***** TASK MATERIAL
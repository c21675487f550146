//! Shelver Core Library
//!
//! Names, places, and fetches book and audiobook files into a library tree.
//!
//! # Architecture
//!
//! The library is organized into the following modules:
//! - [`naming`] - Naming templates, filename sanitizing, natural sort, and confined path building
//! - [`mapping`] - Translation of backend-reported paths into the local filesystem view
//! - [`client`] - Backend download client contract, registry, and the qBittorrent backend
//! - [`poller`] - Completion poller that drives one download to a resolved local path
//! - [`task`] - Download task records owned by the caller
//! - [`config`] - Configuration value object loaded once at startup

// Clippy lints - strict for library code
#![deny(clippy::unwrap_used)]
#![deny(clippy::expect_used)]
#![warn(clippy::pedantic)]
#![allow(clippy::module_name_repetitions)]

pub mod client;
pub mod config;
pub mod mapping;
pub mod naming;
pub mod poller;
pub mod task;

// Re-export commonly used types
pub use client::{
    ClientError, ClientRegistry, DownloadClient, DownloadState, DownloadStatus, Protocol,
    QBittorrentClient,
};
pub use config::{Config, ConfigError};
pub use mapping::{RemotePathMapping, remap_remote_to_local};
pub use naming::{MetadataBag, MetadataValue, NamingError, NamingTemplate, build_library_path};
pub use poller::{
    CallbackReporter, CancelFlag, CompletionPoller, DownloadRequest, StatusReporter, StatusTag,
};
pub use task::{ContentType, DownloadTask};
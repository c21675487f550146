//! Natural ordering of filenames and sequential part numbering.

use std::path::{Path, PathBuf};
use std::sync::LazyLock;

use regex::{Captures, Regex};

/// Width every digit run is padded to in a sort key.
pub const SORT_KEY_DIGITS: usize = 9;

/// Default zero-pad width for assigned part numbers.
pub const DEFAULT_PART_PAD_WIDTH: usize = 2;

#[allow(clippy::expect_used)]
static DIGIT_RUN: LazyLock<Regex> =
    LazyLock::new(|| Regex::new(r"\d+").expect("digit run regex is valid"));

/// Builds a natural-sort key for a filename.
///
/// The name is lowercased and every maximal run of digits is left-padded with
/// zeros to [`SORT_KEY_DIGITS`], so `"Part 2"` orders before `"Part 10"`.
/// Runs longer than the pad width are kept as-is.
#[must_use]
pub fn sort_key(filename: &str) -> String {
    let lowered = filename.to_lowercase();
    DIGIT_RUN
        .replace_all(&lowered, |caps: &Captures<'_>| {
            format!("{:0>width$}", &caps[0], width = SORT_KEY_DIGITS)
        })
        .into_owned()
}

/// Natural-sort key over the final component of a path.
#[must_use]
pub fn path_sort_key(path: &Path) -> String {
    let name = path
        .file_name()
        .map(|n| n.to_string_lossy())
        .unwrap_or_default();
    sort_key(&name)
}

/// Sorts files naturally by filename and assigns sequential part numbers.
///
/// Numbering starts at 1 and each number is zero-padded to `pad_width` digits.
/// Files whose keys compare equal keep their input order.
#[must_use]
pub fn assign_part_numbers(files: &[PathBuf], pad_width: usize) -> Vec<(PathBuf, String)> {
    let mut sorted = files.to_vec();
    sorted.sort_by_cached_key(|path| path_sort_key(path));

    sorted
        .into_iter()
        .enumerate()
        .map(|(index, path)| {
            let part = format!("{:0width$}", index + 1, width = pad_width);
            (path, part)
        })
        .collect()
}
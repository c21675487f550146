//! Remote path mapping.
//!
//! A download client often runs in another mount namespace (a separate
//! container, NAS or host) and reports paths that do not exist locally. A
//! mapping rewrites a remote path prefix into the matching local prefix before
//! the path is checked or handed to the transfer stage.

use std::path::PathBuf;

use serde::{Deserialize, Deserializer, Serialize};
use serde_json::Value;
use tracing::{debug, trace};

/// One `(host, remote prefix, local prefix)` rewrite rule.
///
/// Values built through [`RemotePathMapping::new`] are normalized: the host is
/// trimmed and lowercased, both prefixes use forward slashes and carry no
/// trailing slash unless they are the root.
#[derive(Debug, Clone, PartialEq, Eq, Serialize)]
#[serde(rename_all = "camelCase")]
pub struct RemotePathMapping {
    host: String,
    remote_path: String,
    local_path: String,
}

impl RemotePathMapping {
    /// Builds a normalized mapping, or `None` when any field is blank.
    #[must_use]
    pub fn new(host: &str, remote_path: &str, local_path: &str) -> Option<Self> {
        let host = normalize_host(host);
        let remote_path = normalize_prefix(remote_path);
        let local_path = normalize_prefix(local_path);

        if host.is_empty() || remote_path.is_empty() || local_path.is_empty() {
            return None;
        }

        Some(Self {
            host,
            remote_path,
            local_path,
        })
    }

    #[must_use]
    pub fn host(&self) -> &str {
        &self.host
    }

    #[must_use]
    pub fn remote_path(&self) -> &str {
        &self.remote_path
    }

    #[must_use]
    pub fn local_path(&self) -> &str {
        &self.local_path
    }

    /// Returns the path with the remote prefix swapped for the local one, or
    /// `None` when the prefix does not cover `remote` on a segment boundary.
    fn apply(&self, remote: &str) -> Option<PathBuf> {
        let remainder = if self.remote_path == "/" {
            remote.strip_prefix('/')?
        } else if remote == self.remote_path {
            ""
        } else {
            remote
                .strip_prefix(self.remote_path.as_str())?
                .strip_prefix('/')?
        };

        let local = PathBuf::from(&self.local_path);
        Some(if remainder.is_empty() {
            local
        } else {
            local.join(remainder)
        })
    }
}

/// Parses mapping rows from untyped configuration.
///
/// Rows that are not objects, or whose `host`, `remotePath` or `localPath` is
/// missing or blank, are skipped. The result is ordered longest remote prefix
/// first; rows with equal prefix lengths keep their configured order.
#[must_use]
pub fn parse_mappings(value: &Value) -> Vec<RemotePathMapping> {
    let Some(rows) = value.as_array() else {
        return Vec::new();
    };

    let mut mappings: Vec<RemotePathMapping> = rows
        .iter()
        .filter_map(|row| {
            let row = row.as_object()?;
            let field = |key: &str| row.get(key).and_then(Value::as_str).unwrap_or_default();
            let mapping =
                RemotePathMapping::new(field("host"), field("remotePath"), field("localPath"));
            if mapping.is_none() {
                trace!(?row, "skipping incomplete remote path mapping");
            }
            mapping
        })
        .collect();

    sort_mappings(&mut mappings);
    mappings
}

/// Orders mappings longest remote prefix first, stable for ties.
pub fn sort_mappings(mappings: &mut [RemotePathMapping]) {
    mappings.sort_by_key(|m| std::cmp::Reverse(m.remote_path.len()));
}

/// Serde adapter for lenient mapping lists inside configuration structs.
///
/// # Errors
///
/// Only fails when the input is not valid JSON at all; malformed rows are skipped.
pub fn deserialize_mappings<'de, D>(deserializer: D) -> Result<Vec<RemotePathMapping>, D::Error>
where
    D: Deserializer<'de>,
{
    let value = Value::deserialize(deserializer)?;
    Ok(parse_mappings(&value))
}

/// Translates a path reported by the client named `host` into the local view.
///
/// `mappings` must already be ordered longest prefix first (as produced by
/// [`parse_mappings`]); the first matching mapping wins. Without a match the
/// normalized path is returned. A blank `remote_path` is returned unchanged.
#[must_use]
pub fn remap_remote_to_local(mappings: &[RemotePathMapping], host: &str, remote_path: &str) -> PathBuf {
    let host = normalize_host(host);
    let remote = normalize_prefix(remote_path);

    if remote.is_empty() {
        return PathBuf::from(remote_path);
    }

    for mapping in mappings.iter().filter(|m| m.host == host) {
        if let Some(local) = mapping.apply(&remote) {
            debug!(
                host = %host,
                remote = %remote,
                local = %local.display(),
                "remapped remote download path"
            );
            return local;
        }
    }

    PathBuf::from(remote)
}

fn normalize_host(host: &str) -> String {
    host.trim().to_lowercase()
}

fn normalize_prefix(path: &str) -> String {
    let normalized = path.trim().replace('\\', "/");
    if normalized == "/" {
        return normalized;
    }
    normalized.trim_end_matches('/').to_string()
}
**********
*WHAT TO PRODUCE*
List each line of the records that holds the string "padded".

*SOLVED PROBLEM*
/// Width every digit run is padded to in a sort key.
/// The name is lowercased and every maximal run of digits is left-padded with
/// Numbering starts at 1 and each number is zero-padded to `pad_width` digits.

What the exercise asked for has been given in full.